While the thumbnails, color tests, and character sketches—sandwiched between fawning passages about the brilliance of Alan Moore (duh!)—are bound to bore the living shit out of anyone who's already read the series or flipped through an issue of Wizard (RIP), it might be an all right read for someone who really wants to see how the series came together. Still, a copy of Absolute Watchmen would be a much better use of your money and coffee-table space. JONAH SPANGENTHAL-LEE

The 10 Big Lies About America

by Michael Medved

(Crown Forum) $26.95.

I have just finished reading Michael Medved's book The 10 Big Lies About America, and I am confused. This confusion has nothing to do with Medved's writing (which is clear, simple, and sturdy), nor his politics (pro-American no matter what). The confusion results from the types of critical weapons he displays, like an arms dealer, for cutting down standard anti-American arguments. The whole purpose of the book is to supply grenades of facts, swords of historical information, and machine guns of data to those who are (1) on the right, (2) undereducated, and (3) fighting a seemingly losing battle against those who are (1) on the left, and (2) overeducated. But Medved's weapons are very curious.

Before examining them, some background on this Medved chap. He is the last man standing on the far right in far-left Seattle. He has a radio show, he is on TV a lot, he is in the habit of crossing his legs when he sits, and his upper lip often raises his broad mustache with the pride of a confident weightlifter. That is Medved. Now, his book.

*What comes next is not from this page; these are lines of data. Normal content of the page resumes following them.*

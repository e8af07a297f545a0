//! Temporary file creation, abstracted for testability.

use std::io;
use std::path::PathBuf;

use async_trait::async_trait;
use tempfile::NamedTempFile;

/// Prefix of every persisted download's file name.
const TEMP_PREFIX: &str = "dl-";

/// Abstraction over where persisted downloads are created.
#[async_trait]
pub trait FileSystem: Send + Sync {
    /// Creates a new, empty temporary file whose name ends with `suffix`.
    async fn create_temp_file(&self, suffix: &str) -> io::Result<NamedTempFile>;
}

/// Default implementation creating files in a directory on disk.
#[derive(Debug, Clone, Default)]
pub struct TempDirFileSystem {
    dir: Option<PathBuf>,
}

impl TempDirFileSystem {
    /// Creates files in the system temporary directory.
    #[must_use]
    pub const fn new() -> Self {
        Self { dir: None }
    }

    /// Creates files in `dir`, or the system temporary directory when `None`.
    #[must_use]
    pub const fn in_dir(dir: Option<PathBuf>) -> Self {
        Self { dir }
    }
}

#[async_trait]
impl FileSystem for TempDirFileSystem {
    async fn create_temp_file(&self, suffix: &str) -> io::Result<NamedTempFile> {
        let dir = self.dir.clone().unwrap_or_else(std::env::temp_dir);
        let suffix = suffix.to_string();
        tokio::task::spawn_blocking(move || {
            tempfile::Builder::new()
                .prefix(TEMP_PREFIX)
                .suffix(&suffix)
                .tempfile_in(dir)
        })
        .await
        .map_err(io::Error::other)?
    }
}

/// File name suffix preserving the extension of the URL's last path segment.
///
/// Query and fragment are ignored. Returns an empty string when the segment has
/// no extension.
#[must_use]
pub fn extension_suffix(url: &str) -> String {
    let path = url.split(['?', '#']).next().unwrap_or_default();
    let path = path.split_once("://").map_or(path, |(_, rest)| {
        rest.split_once('/').map_or("", |(_, path)| path)
    });
    let segment = path.rsplit('/').next().unwrap_or_default();
    match segment.rsplit_once('.') {
        Some((stem, ext)) if !stem.is_empty() && !ext.is_empty() => format!(".{ext}"),
        _ => String::new(),
    }
}

#[cfg(test)]
mod tests {
    use super::*;
    use tempfile::TempDir;

    #[tokio::test]
    async fn creates_file_with_suffix_in_dir() {
        let dir = TempDir::new().unwrap();
        let fs = TempDirFileSystem::in_dir(Some(dir.path().to_path_buf()));

        let file = fs.create_temp_file(".tgz").await.unwrap();
        let name = file.path().file_name().unwrap().to_string_lossy().to_string();
        assert!(name.starts_with("dl-"), "{name}");
        assert!(name.ends_with(".tgz"), "{name}");
        assert_eq!(file.path().parent().unwrap(), dir.path());
    }

    #[tokio::test]
    async fn name_without_suffix_has_no_dot() {
        let dir = TempDir::new().unwrap();
        let fs = TempDirFileSystem::in_dir(Some(dir.path().to_path_buf()));

        let file = fs.create_temp_file("").await.unwrap();
        let name = file.path().file_name().unwrap().to_string_lossy().to_string();
        assert!(!name.contains('.'), "{name}");
    }

    #[tokio::test]
    async fn missing_dir_is_an_error() {
        let dir = TempDir::new().unwrap();
        let fs = TempDirFileSystem::in_dir(Some(dir.path().join("missing")));
        assert!(fs.create_temp_file("").await.is_err());
    }

    #[test]
    fn extension_is_taken_from_last_segment() {
        assert_eq!(extension_suffix("http://h/android-studio-fake.tgz"), ".tgz");
        assert_eq!(extension_suffix("https://h/a/maven-3.2.3-bin.tar.gz"), ".gz");
        assert_eq!(extension_suffix("http://h/file.zip?token=a.b"), ".zip");
    }

    #[test]
    fn no_extension_gives_empty_suffix() {
        assert_eq!(extension_suffix("http://h/simplefile"), "");
        assert_eq!(extension_suffix("http://example.com"), "");
        assert_eq!(extension_suffix("http://h/dir.d/"), "");
        assert_eq!(extension_suffix("http://h/.hidden"), "");
    }
}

Chapter after chapter, Medved sets up a target—"America Was Founded on Genocide Against Native Americans," "The United States Is Uniquely Guilty for the Crime of Slavery," etc. And chapter after chapter, he shows the reader—a man who knows he is right to believe in the essential goodness of America, but does not know why he is right—the facts, information, and data that can strike at the heart of these targets. But the examples Medved uses tend to complicate or confuse, rather than make things clear. Read this book closely and you'll realize America is neither bad nor good. America is beyond good and evil.

One example out of many: In the chapter "The Power of Big Business Hurts the Country and Oppresses the People," Medved says that the American "public views contemporary corporate leaders as even more dangerous, degenerate, and scheming than the 19th-century captains of industry. Ironically, the big corporations that dominate Hollywood entertainment lead the way in promulgating the image of businessmen as immoral, sadistic exploiters and even killers." He then lists anticorporate films (Michael Clayton, There Will Be Blood, Constant Gardener) made/distributed by corporations. This contradiction, which is supposed to expose us to the fact that the bad feelings we have about the rich are manufactured rather than real, only complicates matters. Why is the public so suspicious of rich people? And is it peculiar to Americans? No, it is not. We can find the same suspicion in Dickens's novels, in Shakespeare's Merchant of Venice, in Sophocles's Antigone, and also Aristotle's Politics. Medved has not slain his opponents on the left with this particular Hollywood weapon, but opened a can of worms.

However, Medved's book does have its share of stupidities, one which I'll leave you with: "African Americans, feminists, Latinos, gays, Asians, the disabled, hippies, Native Americans—each aggrieved segment of society demanded justice and redress, competing for recognition as the most victimized and gypped." Gypped! As in Gypsy! Really, Medved, a Jew, should be a little more sensitive. CHARLES MUDEDE

Michael Medved reads Thurs Nov 20, Town Hall, 7:30 pm, $5.